DIRECTIONS
Examine each line of the data. Copy the line if it includes the word "notifications".

-=-=-

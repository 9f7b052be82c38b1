//! Request dispatcher: receives JSON-RPC messages and routes them.

use std::sync::Arc;
use tokio::sync::Mutex;

use serde_json::Value;

use crate::session::GrabSessionManager;
use crate::tools::ToolRegistry;
use crate::types::*;

use super::negotiation::NegotiatedCapabilities;
use super::validator::validate_request;

pub struct ProtocolHandler {
    session: Arc<Mutex<GrabSessionManager>>,
    capabilities: Arc<Mutex<NegotiatedCapabilities>>,
}

impl ProtocolHandler {
    pub fn new(session: Arc<Mutex<GrabSessionManager>>) -> Self {
        Self {
            session,
            capabilities: Arc::new(Mutex::new(NegotiatedCapabilities::default())),
        }
    }

    pub fn session(&self) -> &Arc<Mutex<GrabSessionManager>> {
        &self.session
    }

    /// Handle one message. Only requests get a reply.
    pub async fn handle_message(&self, msg: JsonRpcMessage) -> Option<Value> {
        match msg {
            JsonRpcMessage::Request(req) => Some(self.handle_request(req).await),
            JsonRpcMessage::Notification(notif) => {
                self.handle_notification(notif).await;
                None
            }
            _ => {
                tracing::warn!("Received unexpected message type from client");
                None
            }
        }
    }

    async fn handle_request(&self, request: JsonRpcRequest) -> Value {
        if let Err(e) = validate_request(&request) {
            return serde_json::to_value(e.to_json_rpc_error(request.id)).unwrap_or_default();
        }

        let id = request.id.clone();
        match self.dispatch_request(&request).await {
            Ok(value) => serde_json::to_value(JsonRpcResponse::new(id, value)).unwrap_or_default(),
            Err(e) => serde_json::to_value(e.to_json_rpc_error(id)).unwrap_or_default(),
        }
    }

    async fn dispatch_request(&self, request: &JsonRpcRequest) -> McpResult<Value> {
        match request.method.as_str() {
            "initialize" => self.handle_initialize(request.params.clone()).await,
            "shutdown" => self.handle_shutdown().await,

            "tools/list" => self.handle_tools_list(),
            "tools/call" => self.handle_tools_call(request.params.clone()).await,

            "ping" => Ok(Value::Object(serde_json::Map::new())),

            _ => Err(McpError::MethodNotFound(request.method.clone())),
        }
    }

    async fn handle_notification(&self, notification: JsonRpcNotification) {
        match notification.method.as_str() {
            "initialized" | "notifications/initialized" => {
                self.capabilities.lock().await.mark_initialized();
            }
            "notifications/cancelled" | "$/cancelRequest" => {
                tracing::info!("Received cancellation notification");
            }
            _ => {
                tracing::debug!("Unknown notification: {}", notification.method);
            }
        }
    }

    async fn handle_initialize(&self, params: Option<Value>) -> McpResult<Value> {
        let init_params: InitializeParams = params
            .map(serde_json::from_value)
            .transpose()
            .map_err(|e| McpError::InvalidParams(e.to_string()))?
            .ok_or_else(|| McpError::InvalidParams("Initialize params required".to_string()))?;

        let mut caps = self.capabilities.lock().await;
        let result = caps.negotiate(init_params)?;

        serde_json::to_value(result).map_err(|e| McpError::InternalError(e.to_string()))
    }

    /// Nothing is persisted; the debug log and captures live only as long as
    /// the process.
    async fn handle_shutdown(&self) -> McpResult<Value> {
        let session = self.session.lock().await;
        tracing::info!(
            "Shutdown requested ({} debug log entries discarded)",
            session.debug_log(None).len()
        );
        Ok(Value::Object(serde_json::Map::new()))
    }

    fn handle_tools_list(&self) -> McpResult<Value> {
        let result = ToolListResult {
            tools: ToolRegistry::list_tools(),
            next_cursor: None,
        };
        serde_json::to_value(result).map_err(|e| McpError::InternalError(e.to_string()))
    }

    async fn handle_tools_call(&self, params: Option<Value>) -> McpResult<Value> {
        let call_params: ToolCallParams = params
            .map(serde_json::from_value)
            .transpose()
            .map_err(|e| McpError::InvalidParams(e.to_string()))?
            .ok_or_else(|| McpError::InvalidParams("Tool call params required".to_string()))?;

        let result =
            ToolRegistry::call(&call_params.name, call_params.arguments, &self.session).await?;

        serde_json::to_value(result).map_err(|e| McpError::InternalError(e.to_string()))
    }
}
//! Configuration loading and resolution.
//!
//! Every setting resolves the same way: explicit flag, then environment
//! variable, then built-in default.

use grabbit::config::DEFAULT_USER_AGENT;
use grabbit::{CaptureConfig, ReplayPolicy, DEFAULT_MAX_EXCHANGES};

pub const DEFAULT_DEBUG_LOG_SIZE: usize = 50;

pub const HISTORY_ENV: &str = "GRABBIT_HISTORY";
pub const DEBUG_LOG_ENV: &str = "GRABBIT_DEBUG_LOG";
pub const USER_AGENT_ENV: &str = "GRABBIT_USER_AGENT";

#[derive(Debug, Clone)]
pub struct ServerConfig {
    pub capture: CaptureConfig,
    /// Initial replay settings; `settings_update` changes them at runtime.
    pub policy: ReplayPolicy,
    pub debug_log_size: usize,
}

impl Default for ServerConfig {
    fn default() -> Self {
        Self {
            capture: CaptureConfig::default(),
            policy: ReplayPolicy::default(),
            debug_log_size: DEFAULT_DEBUG_LOG_SIZE,
        }
    }
}

/// Exchange buffer bound.
pub fn resolve_history(explicit: Option<usize>) -> usize {
    resolve_count(explicit, std::env::var(HISTORY_ENV).ok(), DEFAULT_MAX_EXCHANGES)
}

/// Debug log bound.
pub fn resolve_debug_log_size(explicit: Option<usize>) -> usize {
    resolve_count(explicit, std::env::var(DEBUG_LOG_ENV).ok(), DEFAULT_DEBUG_LOG_SIZE)
}

/// User-agent recorded on captures that carry none.
pub fn resolve_user_agent(explicit: Option<&str>) -> String {
    if let Some(ua) = explicit {
        return ua.to_string();
    }
    if let Ok(ua) = std::env::var(USER_AGENT_ENV) {
        if !ua.trim().is_empty() {
            return ua;
        }
    }
    DEFAULT_USER_AGENT.to_string()
}

fn resolve_count(explicit: Option<usize>, env: Option<String>, default: usize) -> usize {
    if let Some(n) = explicit.filter(|n| *n > 0) {
        return n;
    }
    match env.as_deref().map(str::trim).map(str::parse::<usize>) {
        Some(Ok(n)) if n > 0 => n,
        Some(_) => {
            tracing::warn!("Ignoring invalid count {env:?}, using {default}");
            default
        }
        None => default,
    }
}

#[cfg(test)]
mod tests {
    use super::*;

    #[test]
    fn test_resolution_order() {
        assert_eq!(resolve_count(Some(7), Some("9".into()), 100), 7);
        assert_eq!(resolve_count(None, Some(" 9 ".into()), 100), 9);
        assert_eq!(resolve_count(None, None, 100), 100);
    }

    #[test]
    fn test_invalid_values_fall_back() {
        assert_eq!(resolve_count(Some(0), None, 100), 100);
        assert_eq!(resolve_count(None, Some("lots".into()), 100), 100);
        assert_eq!(resolve_count(None, Some("0".into()), 50), 50);
    }
}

-=-=-

RESPONSE
            "initialized" | "notifications/initialized" => {
            "notifications/cancelled" | "$/cancelRequest" => {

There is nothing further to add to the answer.